I think what you’re trying to say is: Even though domestic partnerships have the same legal standing as marriage, you think it’s wrong to have two separate laws, one for same-sex couples, one for opposite-sex couples. You think this constitutes segregation.

And my response to that is: I don’t think this constitutes segregation. Rather, I think it is appropriate if those two laws reflect the current values of Californians.

An illustrative social example of this is public restrooms. There are public restrooms that are completely identical other than the sign on the door. Americans, on the whole, don’t like the idea of co-ed public restrooms. This may sound trivial, but there are currently legal battles going on about this. (One provision in Colorado SB 200, passed earlier this year and currently being challenged, mandates that all public restrooms are now co-ed. Personally, I hope California never pushes for co-ed restrooms; I’d be deeply concerned about how this might contribute to increased incidents of rape and child molestation.)

There are many examples of unequal legal treatment. Courts usually award custody to the birth mother. In this situation, the mother’s rights seem to be greater than the father’s. It reflects society’s belief that a child belongs with their mother. While not everyone agrees on this, this is the value that is being upheld by the courts.

Every law is the imposition of someone’s value. Consider polygamy. Multiple marriages aren’t recognized anywhere in the United States, and this “unequal treatment” will continue unless American society decides to uphold the rights of multiple marriages as a value. Or child pornography. Why is it legal to view adult porn but not child porn in the privacy of one's own home? Because American society doesn’t approve of the latter.

Simply put, while Americans may be equal as part of our national value, the law doesn’t treat everyone equally.


Anonymous said...

A civil rights issue is one in which, all other things being equal, one segement of society is treated differently than another.

In the case of civil rights issues, we are saying that race is not a qualitative difference, so all other things are equal.

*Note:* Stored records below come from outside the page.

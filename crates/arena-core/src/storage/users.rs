//! User accounts and trainer profiles.

use super::{
    EMAILS, SCHEDULES, Store, TRAINERS, USERS, load, require, save, scan,
};
use crate::error::{Error, Result};
use crate::primitives::{Page, UserId, page_size};
use crate::schedule::Schedule;
use crate::trainer::{TrainerPatch, TrainerProfile};
use crate::user::{NewUser, Role, User, UserPatch, normalize_email};
use redb::ReadableTable;

impl Store {
    // -------------------------------------------------------------------------
    // Users
    // -------------------------------------------------------------------------

    /// Insert a new account. The email must not be taken.
    pub fn create_user(&self, new: NewUser, password_hash: String) -> Result<User> {
        let user = new.into_user(password_hash, self.clock.now_utc())?;
        self.write(|txn| {
            let mut emails = txn.open_table(EMAILS)?;
            if emails.get(user.email.as_str())?.is_some() {
                return Err(Error::conflict("email is already registered"));
            }
            emails.insert(user.email.as_str(), user.id.as_bytes().as_slice())?;
            let mut users = txn.open_table(USERS)?;
            save(&mut users, user.id.as_bytes(), &user)?;
            Ok(())
        })?;
        Ok(user)
    }

    pub fn user(&self, id: UserId) -> Result<User> {
        self.read(|txn| require(&txn.open_table(USERS)?, id.as_bytes(), "user"))
    }

    /// Look up by email, case-insensitively.
    pub fn user_by_email(&self, email: &str) -> Result<Option<User>> {
        let Ok(email) = normalize_email(email) else {
            return Ok(None);
        };
        self.read(|txn| {
            let emails = txn.open_table(EMAILS)?;
            let Some(id) = emails.get(email.as_str())? else {
                return Ok(None);
            };
            let key = id.value().to_vec();
            load(&txn.open_table(USERS)?, &key)
        })
    }

    /// Admin listing: newest first, optionally filtered by a
    /// case-insensitive match on email or first name.
    pub fn list_users(&self, query: Option<&str>, offset: usize) -> Result<Page<User>> {
        let needle = query
            .map(|q| q.trim().to_lowercase())
            .filter(|q| !q.is_empty());
        let mut users: Vec<User> = self.read(|txn| scan(&txn.open_table(USERS)?))?;
        if let Some(needle) = needle {
            users.retain(|u| {
                u.email.contains(&needle) || u.first_name.to_lowercase().contains(&needle)
            });
        }
        users.sort_by(|a, b| b.created_at.cmp(&a.created_at));
        Ok(Page::slice(users, offset, page_size::USERS))
    }

    /// Apply `patch` on behalf of `actor`, who may not deactivate
    /// themselves or change their own role.
    pub fn update_user(&self, id: UserId, actor: UserId, patch: UserPatch) -> Result<User> {
        let now = self.clock.now_utc();
        self.write(|txn| {
            let mut users = txn.open_table(USERS)?;
            let mut user: User = require(&users, id.as_bytes(), "user")?;
            if id == actor && patch.locks_out(&user) {
                return Err(Error::conflict(
                    "you cannot deactivate your own account or change your own role",
                ));
            }
            patch.apply(&mut user, now)?;
            save(&mut users, id.as_bytes(), &user)?;
            Ok(user)
        })
    }

    /// Deactivate an account. `actor` may not deactivate themselves.
    pub fn deactivate_user(&self, id: UserId, actor: UserId) -> Result<User> {
        if id == actor {
            return Err(Error::conflict("you cannot delete your own account"));
        }
        let now = self.clock.now_utc();
        self.write(|txn| {
            let mut users = txn.open_table(USERS)?;
            let mut user: User = require(&users, id.as_bytes(), "user")?;
            user.is_active = false;
            user.updated_at = now;
            save(&mut users, id.as_bytes(), &user)?;
            Ok(user)
        })
    }

    // -------------------------------------------------------------------------
    // Trainers
    // -------------------------------------------------------------------------

    /// Make `user_id` a trainer with an empty profile.
    pub fn promote_trainer(&self, user_id: UserId) -> Result<TrainerProfile> {
        let now = self.clock.now_utc();
        self.write(|txn| {
            let mut users = txn.open_table(USERS)?;
            let mut user: User = require(&users, user_id.as_bytes(), "user")?;
            if user.role == Role::Trainer {
                return Err(Error::conflict("user is already a trainer"));
            }
            let mut trainers = txn.open_table(TRAINERS)?;
            let profile = TrainerProfile::new(user_id, user.role, now);
            user.role = Role::Trainer;
            user.updated_at = now;
            save(&mut users, user_id.as_bytes(), &user)?;
            save(&mut trainers, user_id.as_bytes(), &profile)?;
            Ok(profile)
        })
    }

    /// A profile together with its account.
    pub fn trainer(&self, id: UserId) -> Result<(TrainerProfile, User)> {
        self.read(|txn| {
            let profile = require(&txn.open_table(TRAINERS)?, id.as_bytes(), "trainer")?;
            let user = require(&txn.open_table(USERS)?, id.as_bytes(), "user")?;
            Ok((profile, user))
        })
    }

    /// Newest trainers first.
    pub fn list_trainers(&self, offset: usize) -> Result<Page<(TrainerProfile, User)>> {
        self.read(|txn| {
            let users = txn.open_table(USERS)?;
            let mut profiles: Vec<TrainerProfile> = scan(&txn.open_table(TRAINERS)?)?;
            profiles.sort_by(|a, b| b.created_at.cmp(&a.created_at));
            let page = Page::slice(profiles, offset, page_size::TRAINERS);
            let mut items = Vec::with_capacity(page.items.len());
            for profile in page.items {
                let user: User = require(&users, profile.id.as_bytes(), "user")?;
                items.push((profile, user));
            }
            Ok(Page {
                items,
                offset: page.offset,
                total: page.total,
            })
        })
    }

    pub fn update_trainer(&self, id: UserId, patch: TrainerPatch) -> Result<TrainerProfile> {
        let now = self.clock.now_utc();
        self.write(|txn| {
            let mut trainers = txn.open_table(TRAINERS)?;
            let mut profile: TrainerProfile = require(&trainers, id.as_bytes(), "trainer")?;
            patch.apply(&mut profile, now)?;
            save(&mut trainers, id.as_bytes(), &profile)?;
            Ok(profile)
        })
    }

    /// Remove the profile, restore the previous role, and deactivate the
    /// trainer's schedules.
    pub fn demote_trainer(&self, id: UserId) -> Result<User> {
        let now = self.clock.now_utc();
        self.write(|txn| {
            let mut trainers = txn.open_table(TRAINERS)?;
            let profile: TrainerProfile = require(&trainers, id.as_bytes(), "trainer")?;
            trainers.remove(id.as_bytes().as_slice())?;

            let mut users = txn.open_table(USERS)?;
            let mut user: User = require(&users, id.as_bytes(), "user")?;
            user.role = profile.previous_role;
            user.updated_at = now;
            save(&mut users, id.as_bytes(), &user)?;

            let mut schedules = txn.open_table(SCHEDULES)?;
            let owned: Vec<Schedule> = scan::<Schedule>(&schedules)?
                .into_iter()
                .filter(|s| s.trainer_id == id && s.is_active)
                .collect();
            for mut schedule in owned {
                schedule.is_active = false;
                schedule.updated_at = now;
                save(&mut schedules, schedule.id.as_bytes(), &schedule)?;
            }
            Ok(user)
        })
    }
}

In the case of same-sex marriage, all other things are not equal. A man is qualitatively different from a woman. In fact the term "same-sex marriage" is really a non-sequiter, like saying a "round square." Marriage is the union of a man and a woman. You cannot change what-it-is anymore than you can change the definiton of a triangle by trying to state that it is a shape with 5 sides.

The public restroom situation is a great example. A black man has the same right to a men's restroom as a white man, or a red man, or a yellow, purple or blue man. None of those men, however, have the right to go into a women's bathroom, because they are men not women.

Anonymous said...

When did little Miss Holly Vicente become such a conservative? A far distance away from the Idyllwild Town Crier aren't we?

Holly said...

Anonymous: Greetings to the Town Crier.

I'm a bit shocked that so many people wonder at my political leanings. I've been a GOP supporter since I was 17, and registered as a Republican when I turned 18. I've never changed my party affiliation. I'm a graduate of a well-known conservative college; part of the reason I choose to go there was its political bent. And I've never been quiet about any of this.

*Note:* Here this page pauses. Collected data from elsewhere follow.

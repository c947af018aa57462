//! # Penalty Module
//!
//! Credit-score deductions issued by admins and trainers. The store
//! applies and reverts the deduction in the same transaction as the
//! penalty record itself.

use crate::error::{Error, Result};
use crate::primitives::{BookingId, MAX_PENALTY_POINTS, PenaltyId, SessionId, UserId};
use chrono::{DateTime, Utc};
use serde::{Deserialize, Serialize};
use std::fmt;
use std::str::FromStr;

#[derive(Debug, Clone, Copy, PartialEq, Eq, Hash, Serialize, Deserialize)]
#[serde(rename_all = "lowercase")]
pub enum PenaltyType {
    Late,
    Absence,
    Damage,
    Behavior,
    Other,
}

impl PenaltyType {
    pub const ALL: [PenaltyType; 5] = [
        Self::Late,
        Self::Absence,
        Self::Damage,
        Self::Behavior,
        Self::Other,
    ];

    #[must_use]
    pub fn as_str(&self) -> &'static str {
        match self {
            Self::Late => "late",
            Self::Absence => "absence",
            Self::Damage => "damage",
            Self::Behavior => "behavior",
            Self::Other => "other",
        }
    }
}

impl fmt::Display for PenaltyType {
    fn fmt(&self, f: &mut fmt::Formatter<'_>) -> fmt::Result {
        f.write_str(self.as_str())
    }
}

impl FromStr for PenaltyType {
    type Err = Error;

    fn from_str(s: &str) -> Result<Self> {
        let wanted = s.trim().to_ascii_lowercase();
        Self::ALL
            .into_iter()
            .find(|t| t.as_str() == wanted)
            .ok_or_else(|| {
                Error::validation("penalty type must be one of late, absence, damage, behavior, other")
            })
    }
}

/// A recorded deduction.
#[derive(Debug, Clone, PartialEq, Eq, Serialize, Deserialize)]
pub struct Penalty {
    pub id: PenaltyId,
    pub user_id: UserId,
    pub given_by_id: UserId,
    pub session_id: Option<SessionId>,
    pub booking_id: Option<BookingId>,
    pub reason: String,
    pub points: u32,
    pub penalty_type: PenaltyType,
    pub created_at: DateTime<Utc>,
    pub updated_at: DateTime<Utc>,
}

impl Penalty {
    /// Points as a signed score delta.
    #[must_use]
    pub fn deduction(&self) -> i32 {
        i32::try_from(self.points).unwrap_or(i32::MAX)
    }
}

/// Penalty input. Loose types so bad values surface as validation errors.
#[derive(Debug, Clone, Deserialize)]
pub struct PenaltyDraft {
    pub user_id: UserId,
    #[serde(default)]
    pub session_id: Option<SessionId>,
    #[serde(default)]
    pub booking_id: Option<BookingId>,
    pub reason: String,
    pub points: i64,
    pub penalty_type: String,
}

impl PenaltyDraft {
    pub fn into_penalty(self, given_by_id: UserId, now: DateTime<Utc>) -> Result<Penalty> {
        let reason = self.reason.trim().to_string();
        if reason.is_empty() {
            return Err(Error::validation("reason is required"));
        }
        if self.points <= 0 {
            return Err(Error::validation("points must be greater than 0"));
        }
        let points = u32::try_from(self.points)
            .ok()
            .filter(|p| *p <= MAX_PENALTY_POINTS)
            .ok_or_else(|| {
                Error::validation(format!("points must be at most {MAX_PENALTY_POINTS}"))
            })?;
        Ok(Penalty {
            id: PenaltyId::new(),
            user_id: self.user_id,
            given_by_id,
            session_id: self.session_id,
            booking_id: self.booking_id,
            reason,
            points,
            penalty_type: self.penalty_type.parse()?,
            created_at: now,
            updated_at: now,
        })
    }
}

#[cfg(test)]
mod tests {
    use super::*;

    fn draft(points: i64, kind: &str) -> PenaltyDraft {
        PenaltyDraft {
            user_id: UserId::new(),
            session_id: None,
            booking_id: None,
            reason: "No-show".into(),
            points,
            penalty_type: kind.into(),
        }
    }

    #[test]
    fn draft_requires_positive_points() {
        assert!(draft(0, "late").into_penalty(UserId::new(), Utc::now()).is_err());
        assert!(draft(-3, "late").into_penalty(UserId::new(), Utc::now()).is_err());
        let p = draft(5, "Absence").into_penalty(UserId::new(), Utc::now()).unwrap();
        assert_eq!(p.deduction(), 5);
        assert_eq!(p.penalty_type, PenaltyType::Absence);
    }

    #[test]
    fn draft_caps_points() {
        let p = draft(i64::from(MAX_PENALTY_POINTS), "late")
            .into_penalty(UserId::new(), Utc::now())
            .unwrap();
        assert_eq!(p.points, MAX_PENALTY_POINTS);
        let over = i64::from(MAX_PENALTY_POINTS) + 1;
        assert!(draft(over, "late").into_penalty(UserId::new(), Utc::now()).is_err());
        assert!(draft(i64::from(i32::MAX), "late").into_penalty(UserId::new(), Utc::now()).is_err());
    }

    #[test]
    fn draft_rejects_unknown_type_and_blank_reason() {
        assert!(draft(5, "rude").into_penalty(UserId::new(), Utc::now()).is_err());
        let mut d = draft(5, "other");
        d.reason = "   ".into();
        assert!(d.into_penalty(UserId::new(), Utc::now()).is_err());
    }

    #[test]
    fn giver_is_recorded() {
        let giver = UserId::new();
        let p = draft(1, "damage").into_penalty(giver, Utc::now()).unwrap();
        assert_eq!(p.given_by_id, giver);
    }
}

Perhaps people see that my spiritual beliefs haven't been consistent all my life. I spent nearly a decade exploring major and minor religions and spiritual practices. I've written about this experience many times, including how and why I became a Christian.

My political opinions, though, have been relatively consistent. I'd hazard to say the majority of my friends like me, but don't like my political opinions. This is the very definition of "tolerance"--putting up with each other's opinions, especially when we most certainly don't agree.